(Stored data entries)
************

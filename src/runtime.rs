use std::cell::Cell;
use std::fmt;
use std::io::BufRead;
use std::str::FromStr;
use std::sync::mpsc::{self, Receiver, RecvTimeoutError};
use std::time::{Duration, Instant};

use rand::RngCore;
use tracing::debug;

use crate::session::QuizSession;

/// A user command, one per input line.
#[derive(Clone, Debug, PartialEq, Eq)]
pub enum Command {
    /// 1-based option number on the current question.
    Choose(usize),
    /// Free-text answer, matched exactly against the correct answer.
    Answer(String),
    Next,
    Previous,
    /// 0-based question index.
    GoTo(usize),
    /// Let the selector pick the next question.
    Select,
    Pause,
    Resume,
    Clear,
    Quit,
}

#[derive(Clone, Debug, PartialEq, Eq)]
pub struct ParseCommandError(String);

impl fmt::Display for ParseCommandError {
    fn fmt(&self, f: &mut fmt::Formatter<'_>) -> fmt::Result {
        write!(f, "unrecognised command: {:?}", self.0)
    }
}

impl std::error::Error for ParseCommandError {}

impl FromStr for Command {
    type Err = ParseCommandError;

    fn from_str(line: &str) -> Result<Self, Self::Err> {
        let line = line.trim();
        let err = || ParseCommandError(line.to_string());
        match line {
            "" => Err(err()),
            "n" => Ok(Command::Next),
            "p" => Ok(Command::Previous),
            "s" => Ok(Command::Select),
            "c" => Ok(Command::Clear),
            "q" => Ok(Command::Quit),
            "pause" => Ok(Command::Pause),
            "resume" => Ok(Command::Resume),
            _ => {
                if let Some(arg) = line.strip_prefix("g ") {
                    // shown to users 1-based
                    return match arg.trim().parse::<usize>() {
                        Ok(n) if n > 0 => Ok(Command::GoTo(n - 1)),
                        _ => Err(err()),
                    };
                }
                match line.parse::<usize>() {
                    Ok(0) => Err(err()),
                    Ok(n) => Ok(Command::Choose(n)),
                    Err(_) => Ok(Command::Answer(line.to_string())),
                }
            }
        }
    }
}

/// Unified event type consumed by the app runner
#[derive(Clone, Debug, PartialEq, Eq)]
pub enum InputEvent {
    Command(Command),
    Tick,
    /// The input stream ended.
    Closed,
}

/// Source of user commands
pub trait CommandSource: Send + 'static {
    /// Block for up to `timeout` waiting for a command.
    fn recv_timeout(&self, timeout: Duration) -> Result<Command, RecvTimeoutError>;
}

/// Reads commands line by line from any buffered reader on a background thread.
pub struct LineCommandSource {
    rx: Receiver<Command>,
}

impl LineCommandSource {
    pub fn new<B: BufRead + Send + 'static>(reader: B) -> Self {
        let (tx, rx) = mpsc::channel();

        std::thread::spawn(move || {
            for line in reader.lines() {
                let Ok(line) = line else { break };
                match line.parse::<Command>() {
                    Ok(command) => {
                        if tx.send(command).is_err() {
                            break;
                        }
                    }
                    Err(e) => debug!("{e}"),
                }
            }
        });

        Self { rx }
    }

    pub fn stdin() -> Self {
        Self::new(std::io::BufReader::new(std::io::stdin()))
    }
}

impl CommandSource for LineCommandSource {
    fn recv_timeout(&self, timeout: Duration) -> Result<Command, RecvTimeoutError> {
        self.rx.recv_timeout(timeout)
    }
}

/// Configurable ticker interface
pub trait Ticker: Send + Sync + 'static {
    fn interval(&self) -> Duration;
}

/// Fixed interval ticker
#[derive(Clone, Copy, Debug)]
pub struct FixedTicker {
    interval: Duration,
}

impl FixedTicker {
    pub fn new(interval: Duration) -> Self {
        Self { interval }
    }

    /// The countdown's one-second cadence.
    pub fn every_second() -> Self {
        Self::new(Duration::from_secs(1))
    }
}

impl Ticker for FixedTicker {
    fn interval(&self) -> Duration {
        self.interval
    }
}

/// Test command source fed from a channel
pub struct TestCommandSource {
    rx: Receiver<Command>,
}

impl TestCommandSource {
    pub fn new(rx: Receiver<Command>) -> Self {
        Self { rx }
    }
}

impl CommandSource for TestCommandSource {
    fn recv_timeout(&self, timeout: Duration) -> Result<Command, RecvTimeoutError> {
        self.rx.recv_timeout(timeout)
    }
}

/// Applies one command to the session. Returns whether anything changed.
pub fn apply_command<R: RngCore>(session: &mut QuizSession<R>, command: &Command) -> bool {
    match command {
        Command::Choose(n) => {
            let option = session
                .current_question()
                .and_then(|q| n.checked_sub(1).and_then(|i| q.options().get(i).cloned()));
            match option {
                Some(text) => session.answer(&text),
                None => {
                    debug!(choice = n, "no such option");
                    false
                }
            }
        }
        Command::Answer(text) => session.answer(text),
        Command::Next => session.next(),
        Command::Previous => session.previous(),
        Command::GoTo(index) => session.go_to(*index),
        Command::Select => session.select_next(),
        Command::Pause => session.pause(),
        Command::Resume => session.resume(),
        Command::Clear => session.clear_answer(),
        Command::Quit => session.finish(),
    }
}

/// Runner that advances the application one event/tick at a time
///
/// Ticks follow a wall-clock deadline, so a steady stream of commands
/// cannot hold the countdown back.
pub struct Runner<E: CommandSource, T: Ticker> {
    command_source: E,
    ticker: T,
    next_tick: Cell<Instant>,
}

impl<E: CommandSource, T: Ticker> Runner<E, T> {
    pub fn new(command_source: E, ticker: T) -> Self {
        let next_tick = Cell::new(Instant::now() + ticker.interval());
        Self {
            command_source,
            ticker,
            next_tick,
        }
    }

    /// Returns Tick once the tick deadline has passed, otherwise blocks
    /// until the deadline for the next command.
    pub fn step(&self) -> InputEvent {
        let deadline = self.next_tick.get();
        let now = Instant::now();
        if now >= deadline {
            return self.fire_tick(deadline);
        }
        match self
            .command_source
            .recv_timeout(deadline.saturating_duration_since(now))
        {
            Ok(command) => InputEvent::Command(command),
            Err(RecvTimeoutError::Timeout) => self.fire_tick(deadline),
            Err(RecvTimeoutError::Disconnected) => InputEvent::Closed,
        }
    }

    // Overdue ticks are delivered one per step until the deadline catches up.
    fn fire_tick(&self, deadline: Instant) -> InputEvent {
        self.next_tick.set(deadline + self.ticker.interval());
        InputEvent::Tick
    }

    /// Feeds events into `session` until it is no longer active. Closed
    /// input finishes the quiz. `observe` sees every event after it was
    /// applied.
    pub fn drive<R, F>(&self, session: &mut QuizSession<R>, mut observe: F)
    where
        R: RngCore,
        F: FnMut(&InputEvent, &QuizSession<R>),
    {
        while session.is_active() {
            let event = self.step();
            match &event {
                InputEvent::Command(command) => {
                    apply_command(session, command);
                }
                InputEvent::Tick => {
                    session.tick();
                }
                InputEvent::Closed => {
                    session.finish();
                }
            }
            observe(&event, session);
        }
    }
}
pub fn mean(data: &[f64]) -> Option<f64> {
    let sum = data.iter().sum::<f64>();
    let count = data.len();

    match count {
        positive if positive > 0 => Some(sum / count as f64),
        _ => None,
    }
}

#[cfg(test)]
mod tests {
    use super::*;

    #[test]
    fn test_mean() {
        assert_eq!(mean(&[10., 20., 30., 15., 22.]), Some(19.4));
        assert_eq!(mean(&[15., 7., 55., 12., 4.]), Some(18.6));
    }

    #[test]
    fn test_mean_single_value() {
        assert_eq!(mean(&[42.0]), Some(42.0));
    }

    #[test]
    fn test_mean_empty_slice() {
        assert_eq!(mean(&[]), None);
    }

    #[test]
    fn test_mean_negative_values() {
        assert_eq!(mean(&[-5.0, -10.0, -15.0]), Some(-10.0));
    }

    #[test]
    fn test_mean_mixed_values() {
        assert_eq!(mean(&[-10.0, 0.0, 10.0]), Some(0.0));
    }
}
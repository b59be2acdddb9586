use directories::ProjectDirs;
use std::path::PathBuf;

/// Centralized application directory resolution
pub struct AppDirs;

impl AppDirs {
    /// Where custom quizzes and the last results live.
    pub fn data_dir() -> Option<PathBuf> {
        if let Ok(home) = std::env::var("HOME") {
            Some(
                PathBuf::from(home)
                    .join(".local")
                    .join("share")
                    .join("quizwise"),
            )
        } else {
            ProjectDirs::from("", "", "quizwise").map(|pd| pd.data_local_dir().to_path_buf())
        }
    }

    pub fn config_path() -> PathBuf {
        ProjectDirs::from("", "", "quizwise")
            .map(|pd| pd.config_dir().join("config.json"))
            .unwrap_or_else(|| PathBuf::from("quizwise_config.json"))
    }
}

************

> **Aim of the exercise**
The string "Pause" may appear in lines of the entries above. Say how many such lines there are, as a number only.

> **Answer box**
3